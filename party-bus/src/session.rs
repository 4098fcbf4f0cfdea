//! One conversation: its peer set, the `from` field rules and message routing.
//!
//! The session never reads from a stream. Peer connection handlers feed it
//! decoded messages and it writes frames to the write halves of its members.

use std::{
    borrow::Cow,
    collections::HashMap,
    pin::Pin,
    sync::{
        Arc,
        atomic::{AtomicU64, Ordering},
    },
};

use axum::extract::ws::{CloseFrame, Message};
use futures::{Sink, SinkExt, future::join_all};
use thiserror::Error;
use tokio::sync::Mutex;
use tracing::{debug, info, warn};

use crate::message::{BusMessage, PeerMessage};

/// Write half of a peer's WebSocket.
pub type PeerSink = Pin<Box<dyn Sink<Message, Error = axum::Error> + Send>>;

pub type ConnectionId = u64;

/// Identity a peer has claimed with `Hello`.
#[derive(Debug, Clone, PartialEq, Eq)]
pub enum PeerIdentity {
    Unidentified,
    Identified(String),
}

impl PeerIdentity {
    fn is(&self, id: &str) -> bool {
        matches!(self, PeerIdentity::Identified(bound) if bound == id)
    }
}

/// A connected stream within a session. Frames written to the peer go through
/// `sink`, one at a time.
pub struct Peer {
    conn_id: ConnectionId,
    sink: Mutex<PeerSink>,
}

impl Peer {
    pub fn conn_id(&self) -> ConnectionId {
        self.conn_id
    }

    pub async fn send_frame(&self, frame: String) -> Result<(), axum::Error> {
        let mut sink = self.sink.lock().await;
        sink.send(Message::Text(frame)).await
    }

    pub async fn close(&self, code: u16, reason: &'static str) -> Result<(), axum::Error> {
        let mut sink = self.sink.lock().await;
        sink.send(Message::Close(Some(CloseFrame {
            code,
            reason: Cow::Borrowed(reason),
        })))
        .await
    }
}

/// Breach of the `from` field rules. The offending peer is disconnected with a
/// policy-violation close frame.
#[derive(Debug, Clone, PartialEq, Eq, Error)]
pub enum ProtocolViolation {
    #[error("`from` field must not be empty")]
    EmptyFrom,
    #[error("`from` field cannot be the same as session id")]
    SessionIdAsFrom,
    #[error("`from` field cannot change during a session (bound to {bound}, got {from})")]
    IdentityChanged { bound: String, from: String },
    #[error("`from` field impersonating another peer ({0})")]
    Impersonation(String),
}

impl ProtocolViolation {
    /// Short reason carried in the close frame.
    pub fn reason(&self) -> &'static str {
        match self {
            ProtocolViolation::EmptyFrom => "empty from field",
            ProtocolViolation::SessionIdAsFrom => "from field is the session id",
            ProtocolViolation::IdentityChanged { .. } => "from field changed",
            ProtocolViolation::Impersonation(_) => "impersonation",
        }
    }
}

/// What the read loop should do after a message was handled.
#[derive(Debug, Clone, Copy, PartialEq, Eq)]
pub enum Flow {
    Continue,
    Leave,
}

struct Member {
    identity: PeerIdentity,
    peer: Arc<Peer>,
}

pub struct Session {
    id: String,
    members: Mutex<HashMap<ConnectionId, Member>>,
    next_conn_id: AtomicU64,
}

impl Session {
    pub fn new(id: impl Into<String>) -> Self {
        Self {
            id: id.into(),
            members: Mutex::new(HashMap::new()),
            next_conn_id: AtomicU64::new(1),
        }
    }

    pub fn id(&self) -> &str {
        &self.id
    }

    /// Adds an anonymous peer writing to `sink`.
    ///
    /// Callers go through [`crate::registry::Registry::join`] so that the peer
    /// cannot land in a session that is being deleted.
    pub async fn add_peer(&self, sink: PeerSink) -> Arc<Peer> {
        let peer = Arc::new(Peer {
            conn_id: self.next_conn_id.fetch_add(1, Ordering::Relaxed),
            sink: Mutex::new(sink),
        });

        let mut members = self.members.lock().await;
        members.insert(
            peer.conn_id,
            Member {
                identity: PeerIdentity::Unidentified,
                peer: Arc::clone(&peer),
            },
        );
        info!(session_id = %self.id, conn_id = peer.conn_id, "peer added");

        peer
    }

    /// Removes the peer and returns how many peers remain.
    pub async fn remove_peer(&self, peer: &Peer) -> usize {
        let mut members = self.members.lock().await;
        if let Some(member) = members.remove(&peer.conn_id) {
            info!(
                session_id = %self.id,
                conn_id = peer.conn_id,
                identity = ?member.identity,
                "peer removed"
            );
        }
        members.len()
    }

    pub async fn peer_count(&self) -> usize {
        self.members.lock().await.len()
    }

    pub async fn identity(&self, peer: &Peer) -> Option<PeerIdentity> {
        let members = self.members.lock().await;
        members
            .get(&peer.conn_id)
            .map(|member| member.identity.clone())
    }

    /// Identifiers of the identified peers, sorted. Anonymous peers are left out.
    pub async fn peer_ids(&self) -> Vec<String> {
        let members = self.members.lock().await;
        let mut ids: Vec<String> = members
            .values()
            .filter_map(|member| match &member.identity {
                PeerIdentity::Identified(id) => Some(id.clone()),
                PeerIdentity::Unidentified => None,
            })
            .collect();
        ids.sort_unstable();
        ids
    }

    /// Current membership as a `Status` message originated by the session.
    pub async fn status(&self) -> BusMessage {
        BusMessage::status(self.id.clone(), self.peer_ids().await)
    }

    /// Validates the `from` field of a message received from `peer`.
    pub async fn check_from_field(&self, peer: &Peer, from: &str) -> Result<(), ProtocolViolation> {
        if from.is_empty() {
            return Err(ProtocolViolation::EmptyFrom);
        }

        if from == self.id {
            return Err(ProtocolViolation::SessionIdAsFrom);
        }

        let members = self.members.lock().await;
        if let Some(Member {
            identity: PeerIdentity::Identified(bound),
            ..
        }) = members.get(&peer.conn_id)
        {
            if bound != from {
                return Err(ProtocolViolation::IdentityChanged {
                    bound: bound.clone(),
                    from: from.to_string(),
                });
            }
        }

        check_impersonation(&members, peer.conn_id, from)
    }

    /// Binds `id` to an anonymous peer. Returns `false` when the peer was
    /// already identified.
    ///
    /// The impersonation check is repeated under the same lock as the binding:
    /// two anonymous peers racing for the same identifier cannot both win.
    pub async fn identify(&self, peer: &Peer, id: &str) -> Result<bool, ProtocolViolation> {
        let mut members = self.members.lock().await;
        check_impersonation(&members, peer.conn_id, id)?;

        match members.get_mut(&peer.conn_id) {
            Some(member) if member.identity == PeerIdentity::Unidentified => {
                member.identity = PeerIdentity::Identified(id.to_string());
                Ok(true)
            }
            _ => Ok(false),
        }
    }

    /// Dispatches a message that already passed [`Session::check_from_field`].
    pub async fn handle_message(
        &self,
        peer: &Peer,
        message: BusMessage,
    ) -> Result<Flow, ProtocolViolation> {
        match message {
            BusMessage::Hello { from } => {
                if self.identify(peer, &from).await? {
                    info!(session_id = %self.id, peer_id = %from, "peer id registered");
                    let status = self.status().await;
                    self.broadcast(&status).await;
                }
                Ok(Flow::Continue)
            }
            BusMessage::Peer(message) => {
                self.route_peer_message(peer, message).await;
                Ok(Flow::Continue)
            }
            BusMessage::Leave { from } => {
                info!(session_id = %self.id, peer_id = %from, "peer is leaving");
                Ok(Flow::Leave)
            }
            BusMessage::Status(status) => {
                debug!(
                    session_id = %self.id,
                    from = %status.from,
                    "ignoring status sent by a peer"
                );
                Ok(Flow::Continue)
            }
        }
    }

    async fn route_peer_message(&self, peer: &Peer, message: PeerMessage) {
        if !matches!(self.identity(peer).await, Some(PeerIdentity::Identified(_))) {
            warn!(
                session_id = %self.id,
                conn_id = peer.conn_id,
                from = %message.from,
                "dropping peer message sent before hello"
            );
            return;
        }

        if message.is_broadcast() {
            info!(from = %message.from, size = message.msg.len(), "broadcast peer message");
            self.broadcast(&BusMessage::Peer(message)).await;
        } else {
            info!(
                from = %message.from,
                to = %message.to.join(", "),
                size = message.msg.len(),
                "multicast peer message"
            );
            let targets = message.to.clone();
            self.multicast(&targets, &BusMessage::Peer(message)).await;
        }
    }

    /// Sends `message` to every peer except the one identified as its sender.
    pub async fn broadcast(&self, message: &BusMessage) {
        let targets = self
            .select(|identity| !identity.is(message.sender()))
            .await;
        self.deliver(targets, message).await;
    }

    /// Sends `message` to the current members identified by one of `targets`.
    pub async fn multicast(&self, targets: &[String], message: &BusMessage) {
        let targets = self
            .select(|identity| targets.iter().any(|target| identity.is(target)))
            .await;
        self.deliver(targets, message).await;
    }

    /// Writes one frame to `peer`. Failures are logged and stay local to that
    /// destination.
    pub async fn send_to_peer(&self, peer: &Peer, frame: &str) {
        if let Err(err) = peer.send_frame(frame.to_string()).await {
            warn!(
                session_id = %self.id,
                conn_id = peer.conn_id,
                error = %err,
                "failed to send frame to peer"
            );
        }
    }

    /// Sends a close frame to every member, used when the relay shuts down.
    pub async fn close_all(&self, code: u16, reason: &'static str) {
        let peers = self.select(|_| true).await;
        join_all(peers.iter().map(|peer| async move {
            if let Err(err) = peer.close(code, reason).await {
                debug!(conn_id = peer.conn_id, error = %err, "failed to send close frame");
            }
        }))
        .await;
    }

    async fn select<F>(&self, keep: F) -> Vec<Arc<Peer>>
    where
        F: Fn(&PeerIdentity) -> bool,
    {
        let members = self.members.lock().await;
        members
            .values()
            .filter(|member| keep(&member.identity))
            .map(|member| Arc::clone(&member.peer))
            .collect()
    }

    async fn deliver(&self, targets: Vec<Arc<Peer>>, message: &BusMessage) {
        let frame = match message.encode() {
            Ok(frame) => frame,
            Err(err) => {
                warn!(session_id = %self.id, error = %err, "failed to encode message");
                return;
            }
        };

        debug!(
            session_id = %self.id,
            kind = ?message.kind(),
            recipients = targets.len(),
            "deliver frame"
        );
        join_all(targets.iter().map(|peer| self.send_to_peer(peer, &frame))).await;
    }
}

fn check_impersonation(
    members: &HashMap<ConnectionId, Member>,
    conn_id: ConnectionId,
    from: &str,
) -> Result<(), ProtocolViolation> {
    let taken = members
        .iter()
        .any(|(other, member)| *other != conn_id && member.identity.is(from));
    if taken {
        return Err(ProtocolViolation::Impersonation(from.to_string()));
    }
    Ok(())
}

## Exercise description:
What is needed is an exact copy of the entries from their first line down to the line with "fn is(&self, id: &str)", that line included, and nothing beyond it.

## Solution:
filename party-bus/src/session.rs
repository 4098fcbf4f0cfdea
//! One conversation: its peer set, the `from` field rules and message routing.
//!
//! The session never reads from a stream. Peer connection handlers feed it
//! decoded messages and it writes frames to the write halves of its members.

use std::{
    borrow::Cow,
    collections::HashMap,
    pin::Pin,
    sync::{
        Arc,
        atomic::{AtomicU64, Ordering},
    },
};

use axum::extract::ws::{CloseFrame, Message};
use futures::{Sink, SinkExt, future::join_all};
use thiserror::Error;
use tokio::sync::Mutex;
use tracing::{debug, info, warn};

use crate::message::{BusMessage, PeerMessage};

/// Write half of a peer's WebSocket.
pub type PeerSink = Pin<Box<dyn Sink<Message, Error = axum::Error> + Send>>;

pub type ConnectionId = u64;

/// Identity a peer has claimed with `Hello`.
#[derive(Debug, Clone, PartialEq, Eq)]
pub enum PeerIdentity {
    Unidentified,
    Identified(String),
}

impl PeerIdentity {
    fn is(&self, id: &str) -> bool {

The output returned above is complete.